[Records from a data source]

■ ■ ■

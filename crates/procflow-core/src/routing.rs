//! Where an entity goes next.
//!
//! Resolution order for an entity leaving a component:
//!
//! 1. A custom [`RouteFn`], if set, decides (forward, retry later, or fall
//!    through).
//! 2. Sequence routing looks the entity's `sequence_index` up in the model's
//!    [`SequenceTable`]. The named component or [`RoutingGroup`] must have
//!    free capacity; the capacity is reserved on success. With nothing free,
//!    the attempt is retried after `routing_retry_delay`.
//! 3. Otherwise a uniform draw picks one of the type-eligible outgoing
//!    connections by their probability share.
//!
//! A vehicle group on the component or the chosen connection hands the entity
//! to a vehicle instead of delivering it directly; the origin stays blocked
//! until the vehicle picks it up.

use std::collections::HashMap;
use std::fmt;

use serde::{Deserialize, Serialize};
use tracing::{debug, trace, warn};

use crate::entity::Entity;
use crate::fixed::{SimTime, to_time};
use crate::hooks::StateVariables;
use crate::id::{ComponentId, ConnectionId, EntityId};
use crate::kernel::{Action, Holder};
use crate::model::Model;
use crate::rng::SimRng;

/// Probability sums within this distance of 0 or 100 are accepted.
pub const PROBABILITY_TOLERANCE: f64 = 1e-9;

#[derive(Debug, Clone, PartialEq, thiserror::Error)]
pub enum RoutingError {
    #[error("connection probabilities of {component} sum to {sum}, expected 0 or 100")]
    InvalidProbabilitySum { component: String, sum: f64 },
    #[error("routing target '{0}' is neither a component nor a routing group")]
    UnknownTarget(String),
    #[error("{0} uses both sequence routing and a custom route function")]
    SequenceWithCustomRouter(String),
    #[error("routing group '{0}' has no members")]
    EmptyGroup(String),
}
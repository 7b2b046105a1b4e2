//! Sampled durations: processing times, inter-arrival times, breakdown
//! intervals, travel and transit times.

use rand::Rng;
use serde::{Deserialize, Serialize};

/// A probability distribution over non-negative durations (in model steps).
#[derive(Debug, Clone, PartialEq, Serialize, Deserialize)]
#[serde(tag = "kind", rename_all = "snake_case")]
pub enum Distribution {
    /// Always the same value.
    Constant { value: f64 },
    /// Uniform over `[min, max)`.
    Uniform { min: f64, max: f64 },
    /// Exponential with the given mean (not rate).
    Exponential { mean: f64 },
    /// Normal, truncated at zero.
    Normal { mean: f64, std_dev: f64 },
    /// Triangular with lower bound, mode and upper bound.
    Triangular { min: f64, mode: f64, max: f64 },
    /// `exp(N(mu, sigma))`.
    LogNormal { mu: f64, sigma: f64 },
    /// Uniform pick from observed values.
    Empirical { values: Vec<f64> },
}

impl Default for Distribution {
    fn default() -> Self {
        Distribution::Constant { value: 0.0 }
    }
}

impl Distribution {
    pub fn constant(value: f64) -> Self {
        Distribution::Constant { value }
    }

    pub fn exponential(mean: f64) -> Self {
        Distribution::Exponential { mean }
    }

    pub fn uniform(min: f64, max: f64) -> Self {
        Distribution::Uniform { min, max }
    }

    pub fn triangular(min: f64, mode: f64, max: f64) -> Self {
        Distribution::Triangular { min, mode, max }
    }

    /// Draw one sample. Never negative.
    pub fn sample<R: Rng + ?Sized>(&self, rng: &mut R) -> f64 {
        let v = match self {
            Distribution::Constant { value } => *value,
            Distribution::Uniform { min, max } => {
                if max <= min {
                    *min
                } else {
                    rng.gen_range(*min..*max)
                }
            }
            Distribution::Exponential { mean } => {
                if *mean <= 0.0 {
                    return 0.0;
                }
                // Inverse transform; 1 - u is in (0, 1] so ln never sees zero.
                let u: f64 = rng.r#gen();
                -(1.0 - u).ln() * mean
            }
            Distribution::Normal { mean, std_dev } => mean + std_dev * standard_normal(rng),
            Distribution::Triangular { min, mode, max } => triangular(rng, *min, *mode, *max),
            Distribution::LogNormal { mu, sigma } => (mu + sigma * standard_normal(rng)).exp(),
            Distribution::Empirical { values } => {
                if values.is_empty() {
                    0.0
                } else {
                    values[rng.gen_range(0..values.len())]
                }
            }
        };
        if v.is_nan() { 0.0 } else { v.max(0.0) }
    }

    /// Analytical mean, ignoring truncation at zero.
    pub fn mean(&self) -> f64 {
        match self {
            Distribution::Constant { value } => *value,
            Distribution::Uniform { min, max } => (min + max) / 2.0,
            Distribution::Exponential { mean } => *mean,
            Distribution::Normal { mean, .. } => *mean,
            Distribution::Triangular { min, mode, max } => (min + mode + max) / 3.0,
            Distribution::LogNormal { mu, sigma } => (mu + sigma * sigma / 2.0).exp(),
            Distribution::Empirical { values } => {
                if values.is_empty() {
                    0.0
                } else {
                    values.iter().sum::<f64>() / values.len() as f64
                }
            }
        }
    }
}

/// Box-Muller transform.
fn standard_normal<R: Rng + ?Sized>(rng: &mut R) -> f64 {
    let u1: f64 = 1.0 - rng.r#gen::<f64>();
    let u2: f64 = rng.r#gen();
    (-2.0 * u1.ln()).sqrt() * (2.0 * std::f64::consts::PI * u2).cos()
}

fn triangular<R: Rng + ?Sized>(rng: &mut R, min: f64, mode: f64, max: f64) -> f64 {
    if max <= min {
        return min;
    }
    let u: f64 = rng.r#gen();
    let split = (mode - min) / (max - min);
    if u < split {
        min + ((max - min) * (mode - min) * u).sqrt()
    } else {
        max - ((max - min) * (max - mode) * (1.0 - u)).sqrt()
    }
}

■ ■ ■

### Work instructions
Your response should hold the lines from the first line of the entries above through the line with "use crate::hooks::StateVariables;", each retyped exactly, and nothing else.

### Result of the task
filename crates/procflow-core/src/routing.rs
//! Where an entity goes next.
//!
//! Resolution order for an entity leaving a component:
//!
//! 1. A custom [`RouteFn`], if set, decides (forward, retry later, or fall
//!    through).
//! 2. Sequence routing looks the entity's `sequence_index` up in the model's
//!    [`SequenceTable`]. The named component or [`RoutingGroup`] must have
//!    free capacity; the capacity is reserved on success. With nothing free,
//!    the attempt is retried after `routing_retry_delay`.
//! 3. Otherwise a uniform draw picks one of the type-eligible outgoing
//!    connections by their probability share.
//!
//! A vehicle group on the component or the chosen connection hands the entity
//! to a vehicle instead of delivering it directly; the origin stays blocked
//! until the vehicle picks it up.

use std::collections::HashMap;
use std::fmt;

use serde::{Deserialize, Serialize};
use tracing::{debug, trace, warn};

use crate::entity::Entity;
use crate::fixed::{SimTime, to_time};
use crate::hooks::StateVariables;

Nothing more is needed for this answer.